An interesting taxation decision (tax ruling) published recently by the Israeli Tax Authority, stipulates that such a circle of advisors may classify the profits in a future sale of the shareholdings – as taxable profits from a business, rather than exempt capital gains! This taxation decision applies to investments in Israel by a foreign company which uses the services of a local management and advisory team. It stipulates that the investments of the foreign company in Israel and its accompanying activities establish a permanent establishment in Israel (which requires corporate tax or marginal tax rates, whichever appropriate, on its income). The method of allocation of taxable income of the permanent establishment is determined by costs (worker salary and service providers, general and administrative, et al) as per the ratio of their disbursement abroad versus locally in Israel (“the allocation mechanism”).

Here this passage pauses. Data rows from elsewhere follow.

use chrono::{Duration, NaiveDate};
use rand::seq::SliceRandom;
use rand::Rng;

use crate::db::{queries, Store};
use crate::models::{Facility, NewSlot, SlotType};

pub const DAILY_SLOTS: usize = 100;
pub const ONLINE_SLOTS: usize = 50;
pub const EXPRESS_SLOTS: usize = 30;
pub const OFFLINE_SLOTS: usize = 20;
pub const SLOT_MINUTES: i64 = 6;

#[derive(Debug, thiserror::Error)]
pub enum GenerationError {
    #[error("facility {facility_id} is open {window_minutes} minutes, too short for 100 slots of 6 minutes")]
    WindowTooShort { facility_id: i64, window_minutes: i64 },
    #[error("facility {0} has an invalid opening hour")]
    InvalidHours(i64),
}

/// One day of slots for `facility`, spread evenly over its opening hours
/// with the type mix shuffled.
pub fn generate_day<R: Rng + ?Sized>(
    facility: &Facility,
    date: NaiveDate,
    rng: &mut R,
) -> Result<Vec<NewSlot>, GenerationError> {
    let window_minutes = facility.operating_minutes();
    let spacing_secs = window_minutes * 60 / DAILY_SLOTS as i64;
    if spacing_secs < SLOT_MINUTES * 60 {
        return Err(GenerationError::WindowTooShort {
            facility_id: facility.id,
            window_minutes,
        });
    }

    let opening = date
        .and_hms_opt(facility.start_hour, 0, 0)
        .ok_or(GenerationError::InvalidHours(facility.id))?;

    let mut types = Vec::with_capacity(DAILY_SLOTS);
    types.extend(std::iter::repeat(SlotType::Online).take(ONLINE_SLOTS));
    types.extend(std::iter::repeat(SlotType::ExpressSameDay).take(EXPRESS_SLOTS));
    types.extend(std::iter::repeat(SlotType::Offline).take(OFFLINE_SLOTS));
    types.shuffle(rng);

    let slots = types
        .into_iter()
        .enumerate()
        .map(|(i, slot_type)| {
            let start_time = opening + Duration::seconds(spacing_secs * i as i64);
            NewSlot {
                facility_id: facility.id,
                date,
                start_time,
                end_time: start_time + Duration::minutes(SLOT_MINUTES),
                slot_type,
            }
        })
        .collect();

    Ok(slots)
}

pub fn default_facility() -> Facility {
    Facility {
        id: 1,
        name: "Main Healthcare Facility".to_string(),
        address: "123 Health Street, City, State 12345".to_string(),
        start_hour: 8,
        end_hour: 18,
        slots_per_hour: 10,
    }
}

/// Returns the first facility, creating the default one on an empty database.
pub fn ensure_default_facility(store: &Store) -> anyhow::Result<Facility> {
    store.transaction(|tx| {
        if let Some(existing) = queries::list_facilities(tx)?.into_iter().next() {
            return Ok(existing);
        }
        let mut facility = default_facility();
        facility.id = queries::insert_facility(tx, &facility)?;
        tracing::info!(facility_id = facility.id, name = %facility.name, "created default facility");
        Ok(facility)
    })
}

/// Generates slots for `days` consecutive dates starting at `from`. Dates
/// that already have slots for the facility are left alone.
pub fn seed_days(store: &Store, facility: &Facility, from: NaiveDate, days: u32) -> anyhow::Result<usize> {
    let mut rng = rand::thread_rng();
    let mut created = 0;

    for offset in 0..days {
        let date = from + Duration::days(i64::from(offset));
        created += store.transaction(|tx| -> anyhow::Result<usize> {
            if queries::count_slots_for_facility_date(tx, facility.id, date)? > 0 {
                return Ok(0);
            }
            let slots = generate_day(facility, date, &mut rng)?;
            queries::insert_slots(tx, &slots)
        })?;
    }

    if created > 0 {
        tracing::info!(facility_id = facility.id, %from, days, created, "seeded slots");
    } else {
        tracing::debug!(facility_id = facility.id, %from, days, "slots already seeded");
    }
    Ok(created)
}
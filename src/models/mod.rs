pub mod booking;
pub mod facility;
pub mod slot;

pub use booking::{AuditInfo, Booking, PatientInfo};
pub use facility::Facility;
pub use slot::{NewSlot, Slot, SlotStatus, SlotType, SlotWithBooking};
use serde::{Deserialize, Serialize};

#[derive(Debug, Clone, Serialize, Deserialize)]
pub struct Facility {
    pub id: i64,
    pub name: String,
    pub address: String,
    pub start_hour: u32,
    pub end_hour: u32,
    pub slots_per_hour: u32,
}

impl Facility {
    pub fn operating_minutes(&self) -> i64 {
        (i64::from(self.end_hour) - i64::from(self.start_hour)).max(0) * 60
    }
}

In certain cases the position at the basis of this taxation decision may in fact be advantageous for the taxpayer – as interest and dividends are obtained by the investors from their investment, these too are to be classified as a part of the business income of the permanent establishment and are thus also subject to the allocation mechanism. Thus, if the cost ratio indicates 90% abroad, for example, then only 10% of the interest and dividends obtained would be taxable in Israel. Nonetheless, the taxation decision agreed upon between the sides stipulates that all interest and dividend income is taxable in Israel; however from our stance it follows that this understanding contradicts the basis for the taxation decision – that is, the allocation of income to a permanent establishment in Israel (by the way, standard tax treaties also stipulate that taxation clauses that apply to interest and dividends shall not apply to income of a permanent establishment, as in that case the clause of business profits would apply, including implementation of the allocation mechanism).

The Tax Authority has been grappling with this issue of characterizing the class of income by investment funds – both small and large – for many years, and in practice, “qualified” investment funds have been granted benefits in the form of full exemption for cash-out and low rates on interest and dividends, both for venture capital funds and for private equity funds. For funds without a broad distribution of investors (with the limit generally set at 10 investors), and in this case – a single investor, it is indicated in the taxation decision that this approach is in lieu of a low tax rate track (in general between 10 and 15 percent). We maintain that in these cases, Israeli law is to be interpreted in its most liberal sense, with income from cashing out of investments by small funds, foreign investors and Israeli entrepreneurs to be classified as capital gains and not as business profits. Such an interpretation would encourage more investment in Israeli start-ups and would align with corresponding government goals (or at least would not hinder the volume of investment), would deem determination of relative costs unnecessary (after all, the tax assessor’s ability to inquire and control expenses abroad and their correspondence to Israeli investments is limited), and would allow full taxation of interest and dividends (subordinate to the provisions of the tax treaty), without the need to invoke the allocation mechanism described above.

For the sake of comparison, note that according to the Tax Authority’s policy regarding foreign hedge funds, which
execute hundreds and thousands of buy and sell securities transactions annually, income from those sales is classified as exempt capital gains.